● Saved entries
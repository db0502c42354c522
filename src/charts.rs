//! Chart Configurations
//!
//! Declarative Chart.js configurations for the two dashboard charts. The
//! structs serialize to the exact JSON shape Chart.js expects; no drawing
//! happens here.

use serde::Serialize;

use crate::format::format_date;
use crate::models::{DailyStat, OperatorStat};

/// Operator doughnut palette
pub const OPERATOR_COLORS: [&str; 8] = [
    "#0d6efd", // Blue
    "#198754", // Green
    "#dc3545", // Red
    "#ffc107", // Yellow
    "#0dcaf0", // Cyan
    "#6f42c1", // Purple
    "#fd7e14", // Orange
    "#20c997", // Teal
];

const COMPLETED_COLOR: &str = "#198754";
const PENDING_COLOR: &str = "#ffc107";
const IN_PROGRESS_COLOR: &str = "#6f42c1";

#[derive(Debug, Clone, Copy, PartialEq, Eq, Serialize)]
#[serde(rename_all = "lowercase")]
pub enum ChartKind {
    Bar,
    Doughnut,
}

#[derive(Debug, Clone, Copy, PartialEq, Eq, Serialize)]
#[serde(rename_all = "lowercase")]
pub enum LegendPosition {
    Bottom,
    Right,
}

/// Top-level Chart.js configuration
#[derive(Debug, Clone, PartialEq, Serialize)]
pub struct ChartConfig {
    #[serde(rename = "type")]
    pub kind: ChartKind,
    pub data: ChartData,
    pub options: ChartOptions,
}

#[derive(Debug, Clone, PartialEq, Serialize)]
pub struct ChartData {
    pub labels: Vec<String>,
    pub datasets: Vec<Dataset>,
}

#[derive(Debug, Clone, PartialEq, Serialize)]
#[serde(rename_all = "camelCase")]
pub struct Dataset {
    #[serde(skip_serializing_if = "Option::is_none")]
    pub label: Option<String>,
    pub data: Vec<u64>,
    pub background_color: Colors,
}

/// One color for a whole series, or one per data point
#[derive(Debug, Clone, PartialEq, Serialize)]
#[serde(untagged)]
pub enum Colors {
    Single(&'static str),
    PerPoint(Vec<&'static str>),
}

#[derive(Debug, Clone, PartialEq, Serialize)]
#[serde(rename_all = "camelCase")]
pub struct ChartOptions {
    pub responsive: bool,
    pub maintain_aspect_ratio: bool,
    #[serde(skip_serializing_if = "Option::is_none")]
    pub scales: Option<Scales>,
    pub plugins: Plugins,
}

#[derive(Debug, Clone, PartialEq, Serialize)]
pub struct Scales {
    pub x: Axis,
    pub y: Axis,
}

#[derive(Debug, Clone, PartialEq, Serialize)]
#[serde(rename_all = "camelCase")]
pub struct Axis {
    pub stacked: bool,
    #[serde(skip_serializing_if = "Option::is_none")]
    pub begin_at_zero: Option<bool>,
}

#[derive(Debug, Clone, PartialEq, Serialize)]
pub struct Plugins {
    pub legend: Legend,
}

#[derive(Debug, Clone, PartialEq, Serialize)]
pub struct Legend {
    pub position: LegendPosition,
}

impl ChartOptions {
    fn with_legend(position: LegendPosition) -> Self {
        Self {
            responsive: true,
            maintain_aspect_ratio: false,
            scales: None,
            plugins: Plugins {
                legend: Legend { position },
            },
        }
    }
}

fn series(
    days: &[DailyStat],
    label: &str,
    color: &'static str,
    value: fn(&DailyStat) -> u64,
) -> Dataset {
    Dataset {
        label: Some(label.to_string()),
        data: days.iter().map(value).collect(),
        background_color: Colors::Single(color),
    }
}

/// Stacked bars per day: completed, pending and in-progress works
pub fn daily_chart(days: &[DailyStat]) -> ChartConfig {
    let mut options = ChartOptions::with_legend(LegendPosition::Bottom);
    options.scales = Some(Scales {
        x: Axis {
            stacked: true,
            begin_at_zero: None,
        },
        y: Axis {
            stacked: true,
            begin_at_zero: Some(true),
        },
    });

    ChartConfig {
        kind: ChartKind::Bar,
        data: ChartData {
            labels: days.iter().map(|d| format_date(Some(d.date.as_str()))).collect(),
            datasets: vec![
                series(days, "Completati", COMPLETED_COLOR, |d| d.completed),
                series(days, "In Attesa", PENDING_COLOR, |d| d.pending),
                series(days, "In Corso", IN_PROGRESS_COLOR, |d| d.in_progress),
            ],
        },
        options,
    }
}

/// Doughnut of total works per operator
pub fn operator_chart(operators: &[OperatorStat]) -> ChartConfig {
    let colors = (0..operators.len())
        .map(|idx| OPERATOR_COLORS[idx % OPERATOR_COLORS.len()])
        .collect();

    ChartConfig {
        kind: ChartKind::Doughnut,
        data: ChartData {
            labels: operators.iter().map(|o| o.operator.clone()).collect(),
            datasets: vec![Dataset {
                label: None,
                data: operators.iter().map(|o| o.total_works).collect(),
                background_color: Colors::PerPoint(colors),
            }],
        },
        options: ChartOptions::with_legend(LegendPosition::Right),
    }
}
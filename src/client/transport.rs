//! HTTP Transport
//!
//! The seam between the REST client and whatever HTTP stack the host
//! provides: `fetch` in the browser, reqwest natively, a stub in tests.

use async_trait::async_trait;
use thiserror::Error;

/// HTTP methods used by the REST client
#[derive(Debug, Clone, Copy, PartialEq, Eq)]
pub enum Method {
    Get,
    Post,
    Put,
    Delete,
}

impl Method {
    pub fn as_str(&self) -> &'static str {
        match self {
            Method::Get => "GET",
            Method::Post => "POST",
            Method::Put => "PUT",
            Method::Delete => "DELETE",
        }
    }
}

/// An outgoing request with an optional JSON body
#[derive(Debug, Clone)]
pub struct HttpRequest {
    pub method: Method,
    pub url: String,
    pub body: Option<serde_json::Value>,
}

impl HttpRequest {
    pub fn new(method: Method, url: impl Into<String>) -> Self {
        Self {
            method,
            url: url.into(),
            body: None,
        }
    }

    pub fn json(mut self, body: serde_json::Value) -> Self {
        self.body = Some(body);
        self
    }
}

/// A received response: status code and raw body text
#[derive(Debug, Clone)]
pub struct HttpResponse {
    pub status: u16,
    pub body: String,
}

impl HttpResponse {
    pub fn new(status: u16, body: impl Into<String>) -> Self {
        Self {
            status,
            body: body.into(),
        }
    }

    /// True for any 2xx status
    pub fn ok(&self) -> bool {
        (200..300).contains(&self.status)
    }
}

/// The request could not be completed (DNS, connection, CORS, ...)
#[derive(Error, Debug, Clone)]
#[error("{message}")]
pub struct TransportError {
    message: String,
}

impl TransportError {
    pub fn new(message: impl Into<String>) -> Self {
        Self {
            message: message.into(),
        }
    }
}

/// Sends a single HTTP request.
///
/// Browser futures are not `Send`, so implementations are not required to be.
#[async_trait(?Send)]
pub trait Transport {
    async fn send(&self, request: HttpRequest) -> Result<HttpResponse, TransportError>;
}

#[async_trait(?Send)]
impl<T: Transport + ?Sized> Transport for std::rc::Rc<T> {
    async fn send(&self, request: HttpRequest) -> Result<HttpResponse, TransportError> {
        (**self).send(request).await
    }
}
//! Table Bodies
//!
//! Renders list payloads into `<tbody>` contents. An empty list or a failed
//! load becomes a single full-width placeholder row.

use crate::actions::{RowAction, RowCommands};
use crate::format::{escape_html, format_date, MISSING};
use crate::models::{Technician, Work};
use crate::status::{StatusBadge, WorkStatus};

/// Columns of both dashboard tables
pub const TABLE_COLUMNS: usize = 6;

/// Single-row messages that replace a table's content
#[derive(Debug, Clone, Copy, PartialEq, Eq)]
pub enum Placeholder {
    NoWorks,
    NoTechnicians,
    LoadError,
}

impl Placeholder {
    pub fn message(&self) -> &'static str {
        match self {
            Placeholder::NoWorks => "Nessun lavoro trovato",
            Placeholder::NoTechnicians => "Nessun tecnico trovato",
            Placeholder::LoadError => "Errore nel caricamento dei dati",
        }
    }

    fn text_class(&self) -> &'static str {
        match self {
            Placeholder::LoadError => "text-danger",
            _ => "text-muted",
        }
    }

    pub fn row_html(&self) -> String {
        format!(
            r#"<tr><td colspan="{}" class="text-center {} py-4">{}</td></tr>"#,
            TABLE_COLUMNS,
            self.text_class(),
            self.message()
        )
    }
}

fn action_cell(action: RowAction, commands: &RowCommands) -> String {
    if commands.handles(&action) {
        format!("<td>{}</td>", action.button_html())
    } else {
        "<td></td>".to_string()
    }
}

fn or_missing(value: Option<&str>) -> std::borrow::Cow<'_, str> {
    match value {
        Some(v) if !v.is_empty() => escape_html(v),
        _ => MISSING.into(),
    }
}

pub fn work_row(work: &Work, commands: &RowCommands) -> String {
    format!(
        "<tr><td><strong>{}</strong></td><td>{}</td><td>{}</td><td>{}</td><td>{}</td>{}</tr>",
        escape_html(&work.wr_number),
        escape_html(&work.operator),
        escape_html(&work.customer_name),
        escape_html(&format_date(work.scheduled_date.as_deref())),
        StatusBadge::resolve::<WorkStatus>(&work.status).html(),
        action_cell(RowAction::ViewWork(work.id), commands),
    )
}

pub fn technician_row(tech: &Technician, commands: &RowCommands) -> String {
    let (badge_class, badge_label) = if tech.is_active {
        ("bg-success", "Attivo")
    } else {
        ("bg-secondary", "Inattivo")
    };

    format!(
        r#"<tr><td>{}</td><td><strong>{}</strong></td><td>{}</td><td>{}</td><td><span class="badge {}">{}</span></td>{}</tr>"#,
        tech.id,
        escape_html(&tech.name),
        or_missing(tech.phone.as_deref()),
        or_missing(tech.email.as_deref()),
        badge_class,
        badge_label,
        action_cell(RowAction::EditTechnician(tech.id), commands),
    )
}

/// Body for the recent works table
pub fn work_rows(works: &[Work], commands: &RowCommands) -> String {
    if works.is_empty() {
        return Placeholder::NoWorks.row_html();
    }
    works.iter().map(|w| work_row(w, commands)).collect()
}

/// Body for the technicians table
pub fn technician_rows(technicians: &[Technician], commands: &RowCommands) -> String {
    if technicians.is_empty() {
        return Placeholder::NoTechnicians.row_html();
    }
    technicians
        .iter()
        .map(|t| technician_row(t, commands))
        .collect()
}
//! Burrow CLI - scripted lifecycle demonstrations against the in-memory
//! tunnel subsystem

use anyhow::Context;
use burrow_core::settings::keys;
use burrow_core::{
    AppEvent, AppEventReceiver, ConnectionStatus, OrchestratorConfig, SettingsStore, StatusCode,
    TunnelRegistry,
};
use burrow_runtime::{OrchestratorHandle, StubSubsystem, TunnelRuntime};
use clap::{Args, Parser, Subcommand};
use std::sync::Arc;
use std::time::Duration;
use tracing::info;

#[derive(Parser)]
#[command(author, version, about = "Burrow tunnel orchestrator demo", long_about = None)]
struct Cli {
    #[command(subcommand)]
    command: Commands,

    /// Enable verbose logging
    #[arg(short, long)]
    verbose: bool,
}

#[derive(Subcommand)]
enum Commands {
    /// Bring the tunnel up, hold it, and tear it down again
    Lifecycle(ScenarioArgs),
    /// Start while a foreign VPN is connected and resume once it disconnects
    Handoff(ScenarioArgs),
}

#[derive(Args)]
struct ScenarioArgs {
    /// Simulated session transition latency in milliseconds
    #[arg(long, default_value_t = 200)]
    latency_ms: u64,

    /// Debounce before resuming after a foreign VPN disconnect, in milliseconds
    #[arg(long, default_value_t = 500)]
    resume_debounce_ms: u64,

    /// Device address handed to the tunnel session
    #[arg(long, default_value = "10.25.0.2")]
    device_ip: String,
}

#[tokio::main]
async fn main() -> anyhow::Result<()> {
    let cli = Cli::parse();
    setup_logging(cli.verbose);

    match cli.command {
        Commands::Lifecycle(args) => run_lifecycle(args).await,
        Commands::Handoff(args) => run_handoff(args).await,
    }
}

/// Setup logging based on verbosity level
fn setup_logging(verbose: bool) {
    let log_level = if verbose {
        tracing::Level::DEBUG
    } else {
        tracing::Level::INFO
    };

    tracing_subscriber::fmt()
        .with_max_level(log_level)
        .with_target(false)
        .with_thread_ids(false)
        .with_file(false)
        .with_line_number(false)
        .init();
}

// ----------------------------------------------------------------------------
// Scenario assembly
// ----------------------------------------------------------------------------

struct Demo {
    stub: StubSubsystem,
    runtime: TunnelRuntime,
    handle: OrchestratorHandle,
}

fn assemble(args: &ScenarioArgs) -> anyhow::Result<Demo> {
    let stub = StubSubsystem::new();
    stub.registry
        .set_session_latency(Duration::from_millis(args.latency_ms));
    stub.settings.set_string(keys::TUNNEL_DEVICE_IP, &args.device_ip);
    stub.settings.set_string(keys::TUNNEL_FAKE_IP, "10.25.255.254");
    stub.settings.set_string(keys::TUNNEL_SUBNET_MASK, "255.255.0.0");

    let config = OrchestratorConfig {
        resume_debounce: Duration::from_millis(args.resume_debounce_ms),
        ..OrchestratorConfig::default()
    };

    let mut runtime = TunnelRuntime::new(
        config,
        stub.registry.clone() as Arc<dyn TunnelRegistry>,
        stub.settings.clone() as Arc<dyn SettingsStore>,
        stub.status_sender.clone(),
    );
    let (handle, app_events) = runtime.start().context("starting tunnel runtime")?;
    spawn_event_logger(app_events);

    Ok(Demo { stub, runtime, handle })
}

fn spawn_event_logger(mut app_events: AppEventReceiver) {
    tokio::spawn(async move {
        while let Some(event) = app_events.recv().await {
            match event {
                AppEvent::StatusChanged { status } => info!(%status, "status changed"),
                AppEvent::PlatformSupport { supported } => info!(supported, "platform support"),
            }
        }
    });
}

async fn wait_for(handle: &mut OrchestratorHandle, want: ConnectionStatus) -> anyhow::Result<()> {
    tokio::time::timeout(Duration::from_secs(10), async {
        while handle.connection_status() != want {
            handle.status_changed().await?;
        }
        Ok::<_, burrow_core::BurrowError>(())
    })
    .await
    .with_context(|| format!("timed out waiting for {want}"))??;
    Ok(())
}

// ----------------------------------------------------------------------------
// Scenarios
// ----------------------------------------------------------------------------

async fn run_lifecycle(args: ScenarioArgs) -> anyhow::Result<()> {
    let mut demo = assemble(&args)?;

    info!("starting tunnel");
    demo.handle.start().await?;
    wait_for(&mut demo.handle, ConnectionStatus::Connected).await?;
    info!("tunnel is up, holding briefly");
    tokio::time::sleep(Duration::from_millis(args.latency_ms * 2)).await;

    info!("stopping tunnel");
    demo.handle.stop().await?;
    wait_for(&mut demo.handle, ConnectionStatus::Disconnected).await?;
    info!("tunnel is down");

    demo.runtime.stop();
    Ok(())
}

async fn run_handoff(args: ScenarioArgs) -> anyhow::Result<()> {
    let mut demo = assemble(&args)?;

    // Another provider's VPN is already up when the user asks for ours
    let foreign = demo.stub.registry.insert(
        burrow_core::TunnelDescriptor::new_enabled("com.example.other-vpn", "Other VPN", "0.0.0.0/0"),
        StatusCode::Connected,
    );
    info!(foreign_id = %foreign.handle_id(), "foreign VPN connected, requesting our tunnel");

    demo.handle.start().await?;
    // Deferral hands off: the foreign session winds down, the resume
    // debounce elapses, and our tunnel comes up on its own
    wait_for(&mut demo.handle, ConnectionStatus::Connected).await?;
    info!("tunnel resumed after foreign VPN disconnect");

    demo.handle.stop().await?;
    wait_for(&mut demo.handle, ConnectionStatus::Disconnected).await?;

    demo.runtime.stop();
    Ok(())
}
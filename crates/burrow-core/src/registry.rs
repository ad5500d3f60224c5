//! Configuration Registry Traits
//!
//! Defines the interface to the external system API that owns tunnel
//! configuration records. Concrete implementations live elsewhere: a
//! platform binding in the application shell, and `StubRegistry` in
//! `burrow-runtime::stub` for tests and demos.
//!
//! ## Contract
//!
//! Every method is asynchronous and performs no implicit retries. Any error
//! terminates the orchestrator operation that made the call; retry is the
//! caller's explicit decision (re-invoking start()).

use crate::errors::{RegistryError, TunnelControlError};
use crate::types::{HandleId, StatusCode, TunnelDescriptor};
use std::collections::HashMap;
use std::sync::Arc;

// ----------------------------------------------------------------------------
// Tunnel Handle Trait
// ----------------------------------------------------------------------------

/// Handle to one configuration record owned by the external registry.
///
/// The handle combines registry persistence (`save`/`reload`/`remove`) with
/// the low-level session control of the tunnel it describes
/// (`start_tunnel`/`stop_tunnel`/`live_status`). The orchestrator never
/// copies the record out; the registry's state stays canonical.
#[async_trait::async_trait]
pub trait TunnelHandle: Send + Sync {
    /// Stable identity, matched against status broadcast events
    fn id(&self) -> HandleId;

    /// Current descriptor as last fetched from the registry
    fn descriptor(&self) -> TunnelDescriptor;

    /// Persist the given descriptor as this record's new state
    async fn save(&self, descriptor: &TunnelDescriptor) -> Result<(), RegistryError>;

    /// Re-fetch canonical state after a save
    async fn reload(&self) -> Result<(), RegistryError>;

    /// Delete this record from the registry
    async fn remove(&self) -> Result<(), RegistryError>;

    /// Status read synchronously from the session at this instant, as
    /// opposed to the last value delivered by the observer channel
    fn live_status(&self) -> StatusCode;

    /// Start the packet-forwarding process with the given opaque options map
    fn start_tunnel(&self, options: &HashMap<String, String>) -> Result<(), TunnelControlError>;

    /// Ask the session to stop; completion is reported via the status
    /// broadcast, not a return value
    fn stop_tunnel(&self);
}

// ----------------------------------------------------------------------------
// Tunnel Registry Trait
// ----------------------------------------------------------------------------

/// Client for the external system API that stores tunnel configurations
#[async_trait::async_trait]
pub trait TunnelRegistry: Send + Sync {
    /// Load every configuration record system-wide, not only this app's
    async fn load_all(&self) -> Result<Vec<Arc<dyn TunnelHandle>>, RegistryError>;

    /// Create and persist a fresh record, returning its handle
    async fn create(
        &self,
        descriptor: TunnelDescriptor,
    ) -> Result<Arc<dyn TunnelHandle>, RegistryError>;

    /// Whether this platform exposes the VPN subsystem at all
    fn platform_support(&self) -> bool;
}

● PROBLEM TO WORK ON
Scan the records above, count the lines with "OrchestratorHandle" in them, and give only the number.

● SOLUTION TO THIS EXERCISE
3